Peripheral Vγ9/Vδ2 T cell deletion and anergy to nonpeptidic mycobacterial antigens in asymptomatic HIV-1-infected persons

γδ T cells represent a minor population of human peripheral lymphocytes, the majority of them expressing the Vδ2/Vγ9 TCR. Their accumulation in infectious disease lesions and their reactivity toward mycobacterial Ags suggest that Vγ9/Vδ2 T cells play a role during infectious diseases. We have shown previously a significant expansion of the Vδ1 subset parallel to a dramatic decrease of the Vδ2 subset in PBMC from HIV-infected persons. To understand the mechanisms involved in the deletion of Vδ2 T cells, we analyzed their ability to respond in vitro to several Vγ9/Vδ2 T cell- specific ligands. We observed that in 60% of asymptomatic HIV-infected persons, Vδ2 T cells exhibited a functional anergy to Daudi and to Mycobacterium tuberculosis stimulations. These observations were supported by the defective expansion of this subset to the recently described nonpeptidic phosphorylated Ag, TUBAg-1. Since Vδ2 responsiveness to mycobacterial Ags was shown to be normally dependent on IL-2 secretion by Th1-type CD4 T cells, the ability of IL-2 to restore Vδ2 T cells' responsiveness to TUBAg-1 was tested. Vδ2 T cell anergy persisted in spite of the presence of IL-2, and was frequently correlated with a defect in CD25 expression on stimulated Vδ2 T cells. Since Vδ2 anergy was associated with an in vivo depletion of this subset, we studied whether programmed cell death could be involved in this process, particularly because of their activated phenotype.
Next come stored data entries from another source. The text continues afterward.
//! Event correlation for interactive widgets
//!
//! [`EventWaiter`] holds every pending "wait for the next matching event"
//! registration in the process. Inbound gateway events are dispatched against
//! the registry; the first terminal transition of a waiter (matched or timed
//! out) removes it, so its callback and its timeout callback can never both
//! run.

use std::future::Future;
use std::panic::{AssertUnwindSafe, catch_unwind};
use std::pin::Pin;
use std::sync::Arc;
use std::sync::atomic::{AtomicU64, Ordering};
use std::time::Duration;

use dashmap::DashMap;
use tokio::sync::oneshot;
use tracing::{debug, warn};

use crate::EVENT_TARGET;
use crate::events::{Event, EventKind};

/// Boxed future used by stored waiter callbacks.
pub type BoxFuture = Pin<Box<dyn Future<Output = ()> + Send + 'static>>;

type Condition = Box<dyn Fn(&Event) -> bool + Send + Sync + 'static>;
type Action = Box<dyn FnOnce(Event) -> BoxFuture + Send + 'static>;
type TimeoutAction = Box<dyn FnOnce() -> BoxFuture + Send + 'static>;

/// A single pending registration.
struct Waiter {
    id: u64,
    condition: Condition,
    outcome: Outcome,
}

enum Outcome {
    /// Callback-style waiter registered through `wait_for`.
    Invoke {
        action: Action,
        on_timeout: Option<TimeoutAction>,
    },
    /// Future-style waiter registered through `receive`.
    Resolve(oneshot::Sender<Event>),
}

impl Waiter {
    async fn fire(self, event: Event) {
        match self.outcome {
            Outcome::Invoke { action, .. } => action(event).await,
            Outcome::Resolve(tx) => {
                // The receiver may have been dropped by a cancelled caller.
                let _ = tx.send(event);
            }
        }
    }

    async fn expire(self) {
        match self.outcome {
            Outcome::Invoke { on_timeout, .. } => {
                if let Some(on_timeout) = on_timeout {
                    on_timeout().await;
                }
            }
            // Dropping the sender resolves the pending `receive` to `None`.
            Outcome::Resolve(_) => {}
        }
    }
}

/// Registry of pending waiters, keyed by event kind.
///
/// Cloning is cheap and every clone shares the same registry.
#[derive(Clone)]
pub struct EventWaiter {
    registry: Arc<DashMap<EventKind, Vec<Waiter>>>,
    next_id: Arc<AtomicU64>,
}

impl Default for EventWaiter {
    fn default() -> Self {
        Self::new()
    }
}

impl EventWaiter {
    /// Create a new, empty waiter registry.
    #[must_use]
    pub fn new() -> Self {
        Self {
            registry: Arc::new(DashMap::new()),
            next_id: Arc::new(AtomicU64::new(0)),
        }
    }

    /// Register a callback waiter for the next event of `kind` matching
    /// `condition`.
    ///
    /// Registration returns immediately. When a matching event is dispatched
    /// the waiter is removed and `action` runs with a clone of the event. If
    /// `timeout` is set and elapses first, the waiter is removed silently.
    ///
    /// `condition` is evaluated under the registry lock and must not call
    /// back into the waiter.
    pub fn wait_for<C, A, F>(&self, kind: EventKind, timeout: Option<Duration>, condition: C, action: A)
    where
        C: Fn(&Event) -> bool + Send + Sync + 'static,
        A: FnOnce(Event) -> F + Send + 'static,
        F: Future<Output = ()> + Send + 'static,
    {
        let outcome = Outcome::Invoke {
            action: Box::new(move |event: Event| -> BoxFuture { Box::pin(action(event)) }),
            on_timeout: None,
        };
        let id = self.register(kind, Box::new(condition), outcome);
        if let Some(delay) = timeout {
            self.schedule_expiry(kind, id, delay);
        }
    }

    /// Like [`wait_for`](Self::wait_for), but with a callback invoked when
    /// `delay` elapses before any event matches.
    ///
    /// Exactly one of `action` and `on_timeout` runs, never both.
    pub fn wait_for_with_timeout<C, A, F, T, TF>(
        &self,
        kind: EventKind,
        delay: Duration,
        condition: C,
        action: A,
        on_timeout: T,
    ) where
        C: Fn(&Event) -> bool + Send + Sync + 'static,
        A: FnOnce(Event) -> F + Send + 'static,
        F: Future<Output = ()> + Send + 'static,
        T: FnOnce() -> TF + Send + 'static,
        TF: Future<Output = ()> + Send + 'static,
    {
        let outcome = Outcome::Invoke {
            action: Box::new(move |event: Event| -> BoxFuture { Box::pin(action(event)) }),
            on_timeout: Some(Box::new(move || -> BoxFuture { Box::pin(on_timeout()) })),
        };
        let id = self.register(kind, Box::new(condition), outcome);
        self.schedule_expiry(kind, id, delay);
    }

    /// Wait for the next event of `kind` matching `condition` and return it.
    ///
    /// Resolves to `None` when `timeout` elapses with no match. With
    /// `timeout` of `None` this waits indefinitely.
    pub async fn receive<C>(&self, kind: EventKind, timeout: Option<Duration>, condition: C) -> Option<Event>
    where
        C: Fn(&Event) -> bool + Send + Sync + 'static,
    {
        let (tx, rx) = oneshot::channel();
        let id = self.register(kind, Box::new(condition), Outcome::Resolve(tx));
        if let Some(delay) = timeout {
            self.schedule_expiry(kind, id, delay);
        }
        rx.await.ok()
    }

    /// Feed an inbound event to the registry on its own task.
    ///
    /// This is the gateway handler's entry point; it returns immediately so
    /// waiter evaluation and callbacks never block event delivery.
    pub fn handle(&self, event: Event) {
        let waiter = self.clone();
        tokio::spawn(async move {
            waiter.dispatch(event).await;
        });
    }

    /// Evaluate `event` against every waiter registered under each of its
    /// kinds, firing and removing all that match.
    pub async fn dispatch(&self, event: Event) {
        for kind in event.categories() {
            let matched = self.drain_matching(kind, &event);
            for waiter in matched {
                debug!(
                    target: EVENT_TARGET,
                    waiter_id = waiter.id,
                    kind = %kind,
                    "waiter matched"
                );
                waiter.fire(event.clone()).await;
            }
        }
    }

    /// Number of currently registered waiters.
    #[must_use]
    pub fn pending(&self) -> usize {
        self.registry.iter().map(|entry| entry.value().len()).sum()
    }

    fn register(&self, kind: EventKind, condition: Condition, outcome: Outcome) -> u64 {
        let id = self.next_id.fetch_add(1, Ordering::Relaxed);
        self.registry.entry(kind).or_default().push(Waiter {
            id,
            condition,
            outcome,
        });
        debug!(target: EVENT_TARGET, waiter_id = id, kind = %kind, "waiter registered");
        id
    }

    /// Remove a waiter by id. Returns `None` when it already fired or
    /// already expired; removal is the commit point for both paths.
    fn remove(&self, kind: EventKind, id: u64) -> Option<Waiter> {
        let mut list = self.registry.get_mut(&kind)?;
        let index = list.iter().position(|waiter| waiter.id == id)?;
        Some(list.remove(index))
    }

    fn schedule_expiry(&self, kind: EventKind, id: u64, delay: Duration) {
        let waiter = self.clone();
        tokio::spawn(async move {
            tokio::time::sleep(delay).await;
            if let Some(expired) = waiter.remove(kind, id) {
                debug!(target: EVENT_TARGET, waiter_id = id, kind = %kind, "waiter timed out");
                expired.expire().await;
            }
        });
    }

    /// Remove and return every waiter under `kind` whose condition accepts
    /// `event`. Evaluation order is registration order, and a match does not
    /// stop evaluation of the remaining waiters.
    fn drain_matching(&self, kind: EventKind, event: &Event) -> Vec<Waiter> {
        let Some(mut list) = self.registry.get_mut(&kind) else {
            return Vec::new();
        };
        let mut matched = Vec::new();
        let mut index = 0;
        while index < list.len() {
            if Self::evaluate(&list[index], event) {
                matched.push(list.remove(index));
            } else {
                index += 1;
            }
        }
        matched
    }

    /// A condition that panics is treated as a non-match and the waiter stays
    /// registered; sibling waiters are unaffected.
    fn evaluate(waiter: &Waiter, event: &Event) -> bool {
        catch_unwind(AssertUnwindSafe(|| (waiter.condition)(event))).unwrap_or_else(|_| {
            warn!(
                target: EVENT_TARGET,
                waiter_id = waiter.id,
                kind = %event.kind(),
                "waiter condition panicked, treating as no match"
            );
            false
        })
    }
}

impl std::fmt::Debug for EventWaiter {
    fn fmt(&self, f: &mut std::fmt::Formatter<'_>) -> std::fmt::Result {
        f.debug_struct("EventWaiter")
            .field("pending", &self.pending())
            .finish()
    }
}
Although peripheral Vδ2 T cells from some HIV-infected persons showed an increased susceptibility to spontaneous and activation-induced apoptosis, statistical comparison between HIV+ and HIV- donors indicated that there was no difference between both groups in the rate of Vδ2 apoptosis. Finally, Vδ2 complementarity-determining region 3 TCR analysis indicated that, in vivo, the remaining Vδ2 T cells were still polyclonal. All together these results suggest that the qualitative and quantitative alterations of the Vδ2 subset in the course of HIV infection are the consequence of a chronic antigenic stimulation, and raise the question of the contribution of a cellular ligand induced or modified by chronic HIV infection.